Task directions. Line by line, set down the records exactly as they appear below.

Collected data.

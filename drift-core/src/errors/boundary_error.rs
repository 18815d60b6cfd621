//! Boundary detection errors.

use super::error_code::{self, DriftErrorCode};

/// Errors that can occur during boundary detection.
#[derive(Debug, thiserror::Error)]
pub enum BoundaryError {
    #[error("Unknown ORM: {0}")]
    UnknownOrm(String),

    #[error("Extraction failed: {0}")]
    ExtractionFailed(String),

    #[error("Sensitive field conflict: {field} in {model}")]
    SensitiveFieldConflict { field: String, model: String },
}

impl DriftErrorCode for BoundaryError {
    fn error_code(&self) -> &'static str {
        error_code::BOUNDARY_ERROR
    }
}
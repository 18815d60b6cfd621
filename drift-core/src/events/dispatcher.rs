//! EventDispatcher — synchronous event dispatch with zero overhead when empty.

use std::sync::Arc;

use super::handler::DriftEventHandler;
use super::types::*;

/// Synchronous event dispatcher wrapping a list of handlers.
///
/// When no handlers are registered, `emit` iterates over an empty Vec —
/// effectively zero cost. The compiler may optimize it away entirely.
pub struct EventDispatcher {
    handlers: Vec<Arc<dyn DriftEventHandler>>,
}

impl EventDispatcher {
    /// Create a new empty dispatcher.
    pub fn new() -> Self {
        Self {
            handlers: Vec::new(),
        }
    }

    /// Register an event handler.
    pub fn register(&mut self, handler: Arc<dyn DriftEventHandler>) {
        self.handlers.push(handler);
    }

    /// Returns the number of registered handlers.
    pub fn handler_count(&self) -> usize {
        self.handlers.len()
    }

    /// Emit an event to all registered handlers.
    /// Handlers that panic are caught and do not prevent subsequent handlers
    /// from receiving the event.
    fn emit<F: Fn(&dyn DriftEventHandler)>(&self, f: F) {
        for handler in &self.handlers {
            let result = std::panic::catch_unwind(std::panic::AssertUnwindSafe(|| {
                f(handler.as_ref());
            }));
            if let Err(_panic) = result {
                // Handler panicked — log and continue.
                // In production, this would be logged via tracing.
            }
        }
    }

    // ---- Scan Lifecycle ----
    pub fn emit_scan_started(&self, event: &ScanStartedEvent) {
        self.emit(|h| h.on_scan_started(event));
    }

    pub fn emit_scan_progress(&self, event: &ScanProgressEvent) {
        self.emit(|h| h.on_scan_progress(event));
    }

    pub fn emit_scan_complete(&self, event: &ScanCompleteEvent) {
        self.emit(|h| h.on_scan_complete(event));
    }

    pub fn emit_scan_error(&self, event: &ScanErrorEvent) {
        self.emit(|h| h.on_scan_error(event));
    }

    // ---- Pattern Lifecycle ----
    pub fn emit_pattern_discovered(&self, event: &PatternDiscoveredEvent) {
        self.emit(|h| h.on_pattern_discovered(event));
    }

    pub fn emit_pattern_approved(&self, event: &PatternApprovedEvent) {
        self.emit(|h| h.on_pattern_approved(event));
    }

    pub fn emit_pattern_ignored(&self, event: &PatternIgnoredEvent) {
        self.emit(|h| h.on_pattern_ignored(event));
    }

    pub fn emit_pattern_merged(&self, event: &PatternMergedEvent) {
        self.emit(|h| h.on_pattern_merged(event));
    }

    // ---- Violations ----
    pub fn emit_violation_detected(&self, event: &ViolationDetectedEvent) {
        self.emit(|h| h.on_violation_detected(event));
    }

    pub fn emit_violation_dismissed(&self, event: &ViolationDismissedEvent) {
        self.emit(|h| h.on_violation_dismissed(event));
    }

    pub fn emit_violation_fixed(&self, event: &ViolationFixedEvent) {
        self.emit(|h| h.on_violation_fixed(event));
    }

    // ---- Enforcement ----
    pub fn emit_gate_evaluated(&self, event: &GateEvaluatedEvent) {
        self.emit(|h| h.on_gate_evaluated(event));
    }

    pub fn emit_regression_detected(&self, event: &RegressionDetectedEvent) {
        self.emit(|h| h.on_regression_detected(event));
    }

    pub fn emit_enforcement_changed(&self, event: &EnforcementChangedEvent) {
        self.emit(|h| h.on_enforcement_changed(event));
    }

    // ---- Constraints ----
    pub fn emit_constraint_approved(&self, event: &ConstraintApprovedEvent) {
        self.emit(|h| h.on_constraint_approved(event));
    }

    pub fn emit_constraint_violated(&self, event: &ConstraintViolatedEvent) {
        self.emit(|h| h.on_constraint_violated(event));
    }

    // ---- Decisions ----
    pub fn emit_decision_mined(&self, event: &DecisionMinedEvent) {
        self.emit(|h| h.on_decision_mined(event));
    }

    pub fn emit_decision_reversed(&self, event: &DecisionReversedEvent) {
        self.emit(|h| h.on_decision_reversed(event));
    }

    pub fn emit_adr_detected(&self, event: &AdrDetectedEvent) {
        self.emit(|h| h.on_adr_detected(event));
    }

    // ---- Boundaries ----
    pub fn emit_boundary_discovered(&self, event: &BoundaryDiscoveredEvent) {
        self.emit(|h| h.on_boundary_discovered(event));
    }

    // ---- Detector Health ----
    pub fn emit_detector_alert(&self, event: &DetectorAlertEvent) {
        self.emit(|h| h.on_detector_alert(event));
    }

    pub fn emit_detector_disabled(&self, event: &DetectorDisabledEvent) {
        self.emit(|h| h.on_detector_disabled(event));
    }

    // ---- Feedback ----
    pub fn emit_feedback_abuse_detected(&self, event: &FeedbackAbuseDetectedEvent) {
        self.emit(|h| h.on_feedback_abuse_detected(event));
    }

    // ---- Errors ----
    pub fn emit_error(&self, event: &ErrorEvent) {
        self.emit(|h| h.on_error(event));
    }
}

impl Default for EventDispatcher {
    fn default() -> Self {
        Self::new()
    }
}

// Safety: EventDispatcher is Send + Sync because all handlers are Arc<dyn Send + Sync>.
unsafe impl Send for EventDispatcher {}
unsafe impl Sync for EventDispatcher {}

Response for this exercise.
filename drift-core/src/errors/boundary_error.rs
repository 18815d60b6cfd621
//! Boundary detection errors.

use super::error_code::{self, DriftErrorCode};

/// Errors that can occur during boundary detection.
#[derive(Debug, thiserror::Error)]
pub enum BoundaryError {
    #[error("Unknown ORM: {0}")]
    UnknownOrm(String),

    #[error("Extraction failed: {0}")]
    ExtractionFailed(String),

    #[error("Sensitive field conflict: {field} in {model}")]
    SensitiveFieldConflict { field: String, model: String },
}

impl DriftErrorCode for BoundaryError {
    fn error_code(&self) -> &'static str {
        error_code::BOUNDARY_ERROR
    }
}
repository 18815d60b6cfd621
filename drift-core/src/events/dispatcher.rs
//! EventDispatcher — synchronous event dispatch with zero overhead when empty.

use std::sync::Arc;

use super::handler::DriftEventHandler;
use super::types::*;

/// Synchronous event dispatcher wrapping a list of handlers.
///
/// When no handlers are registered, `emit` iterates over an empty Vec —
/// effectively zero cost. The compiler may optimize it away entirely.
pub struct EventDispatcher {
    handlers: Vec<Arc<dyn DriftEventHandler>>,
}

impl EventDispatcher {
    /// Create a new empty dispatcher.
    pub fn new() -> Self {
        Self {
            handlers: Vec::new(),
        }
    }

    /// Register an event handler.
    pub fn register(&mut self, handler: Arc<dyn DriftEventHandler>) {
        self.handlers.push(handler);
    }

    /// Returns the number of registered handlers.
    pub fn handler_count(&self) -> usize {
        self.handlers.len()
    }

    /// Emit an event to all registered handlers.
    /// Handlers that panic are caught and do not prevent subsequent handlers
    /// from receiving the event.
    fn emit<F: Fn(&dyn DriftEventHandler)>(&self, f: F) {
        for handler in &self.handlers {
            let result = std::panic::catch_unwind(std::panic::AssertUnwindSafe(|| {
                f(handler.as_ref());
            }));
            if let Err(_panic) = result {
                // Handler panicked — log and continue.
                // In production, this would be logged via tracing.
            }
        }
    }

    // ---- Scan Lifecycle ----
    pub fn emit_scan_started(&self, event: &ScanStartedEvent) {
        self.emit(|h| h.on_scan_started(event));
    }

    pub fn emit_scan_progress(&self, event: &ScanProgressEvent) {
        self.emit(|h| h.on_scan_progress(event));
    }

    pub fn emit_scan_complete(&self, event: &ScanCompleteEvent) {
        self.emit(|h| h.on_scan_complete(event));
    }

    pub fn emit_scan_error(&self, event: &ScanErrorEvent) {
        self.emit(|h| h.on_scan_error(event));
    }

    // ---- Pattern Lifecycle ----
    pub fn emit_pattern_discovered(&self, event: &PatternDiscoveredEvent) {
        self.emit(|h| h.on_pattern_discovered(event));
    }

    pub fn emit_pattern_approved(&self, event: &PatternApprovedEvent) {
        self.emit(|h| h.on_pattern_approved(event));
    }

    pub fn emit_pattern_ignored(&self, event: &PatternIgnoredEvent) {
        self.emit(|h| h.on_pattern_ignored(event));
    }

    pub fn emit_pattern_merged(&self, event: &PatternMergedEvent) {
        self.emit(|h| h.on_pattern_merged(event));
    }

    // ---- Violations ----
    pub fn emit_violation_detected(&self, event: &ViolationDetectedEvent) {
        self.emit(|h| h.on_violation_detected(event));
    }

    pub fn emit_violation_dismissed(&self, event: &ViolationDismissedEvent) {
        self.emit(|h| h.on_violation_dismissed(event));
    }

    pub fn emit_violation_fixed(&self, event: &ViolationFixedEvent) {
        self.emit(|h| h.on_violation_fixed(event));
    }

    // ---- Enforcement ----
    pub fn emit_gate_evaluated(&self, event: &GateEvaluatedEvent) {
        self.emit(|h| h.on_gate_evaluated(event));
    }

    pub fn emit_regression_detected(&self, event: &RegressionDetectedEvent) {
        self.emit(|h| h.on_regression_detected(event));
    }

    pub fn emit_enforcement_changed(&self, event: &EnforcementChangedEvent) {
        self.emit(|h| h.on_enforcement_changed(event));
    }

    // ---- Constraints ----
    pub fn emit_constraint_approved(&self, event: &ConstraintApprovedEvent) {
        self.emit(|h| h.on_constraint_approved(event));
    }

    pub fn emit_constraint_violated(&self, event: &ConstraintViolatedEvent) {
        self.emit(|h| h.on_constraint_violated(event));
    }

    // ---- Decisions ----
    pub fn emit_decision_mined(&self, event: &DecisionMinedEvent) {
        self.emit(|h| h.on_decision_mined(event));
    }

    pub fn emit_decision_reversed(&self, event: &DecisionReversedEvent) {
        self.emit(|h| h.on_decision_reversed(event));
    }

    pub fn emit_adr_detected(&self, event: &AdrDetectedEvent) {
        self.emit(|h| h.on_adr_detected(event));
    }

    // ---- Boundaries ----
    pub fn emit_boundary_discovered(&self, event: &BoundaryDiscoveredEvent) {
        self.emit(|h| h.on_boundary_discovered(event));
    }

    // ---- Detector Health ----
    pub fn emit_detector_alert(&self, event: &DetectorAlertEvent) {
        self.emit(|h| h.on_detector_alert(event));
    }

    pub fn emit_detector_disabled(&self, event: &DetectorDisabledEvent) {
        self.emit(|h| h.on_detector_disabled(event));
    }

    // ---- Feedback ----
    pub fn emit_feedback_abuse_detected(&self, event: &FeedbackAbuseDetectedEvent) {
        self.emit(|h| h.on_feedback_abuse_detected(event));
    }

    // ---- Errors ----
    pub fn emit_error(&self, event: &ErrorEvent) {
        self.emit(|h| h.on_error(event));
    }
}

impl Default for EventDispatcher {
    fn default() -> Self {
        Self::new()
    }
}

// Safety: EventDispatcher is Send + Sync because all handlers are Arc<dyn Send + Sync>.
unsafe impl Send for EventDispatcher {}
unsafe impl Sync for EventDispatcher {}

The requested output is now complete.